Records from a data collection
*-*-*
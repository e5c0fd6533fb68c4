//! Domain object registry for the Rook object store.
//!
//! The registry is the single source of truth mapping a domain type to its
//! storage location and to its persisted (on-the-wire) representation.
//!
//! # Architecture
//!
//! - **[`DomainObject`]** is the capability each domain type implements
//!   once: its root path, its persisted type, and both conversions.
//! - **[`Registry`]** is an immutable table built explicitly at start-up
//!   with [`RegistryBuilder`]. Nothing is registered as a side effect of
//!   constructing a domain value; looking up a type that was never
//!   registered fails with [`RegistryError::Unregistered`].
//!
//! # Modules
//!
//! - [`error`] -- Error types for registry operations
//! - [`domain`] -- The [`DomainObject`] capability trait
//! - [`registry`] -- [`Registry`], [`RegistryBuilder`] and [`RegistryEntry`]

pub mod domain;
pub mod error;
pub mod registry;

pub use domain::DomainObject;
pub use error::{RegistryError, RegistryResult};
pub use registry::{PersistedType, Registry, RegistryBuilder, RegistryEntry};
*-*-*
WHAT THE TASK ASKS: Begin with the line that contains "registered fails with" and quote each line after it exactly, stopping after the last line of the data.

OUTPUT:
//!   registered fails with [`RegistryError::Unregistered`].
//!
//! # Modules
//!
//! - [`error`] -- Error types for registry operations
//! - [`domain`] -- The [`DomainObject`] capability trait
//! - [`registry`] -- [`Registry`], [`RegistryBuilder`] and [`RegistryEntry`]

pub mod domain;
pub mod error;
pub mod registry;

pub use domain::DomainObject;
pub use error::{RegistryError, RegistryResult};
pub use registry::{PersistedType, Registry, RegistryBuilder, RegistryEntry};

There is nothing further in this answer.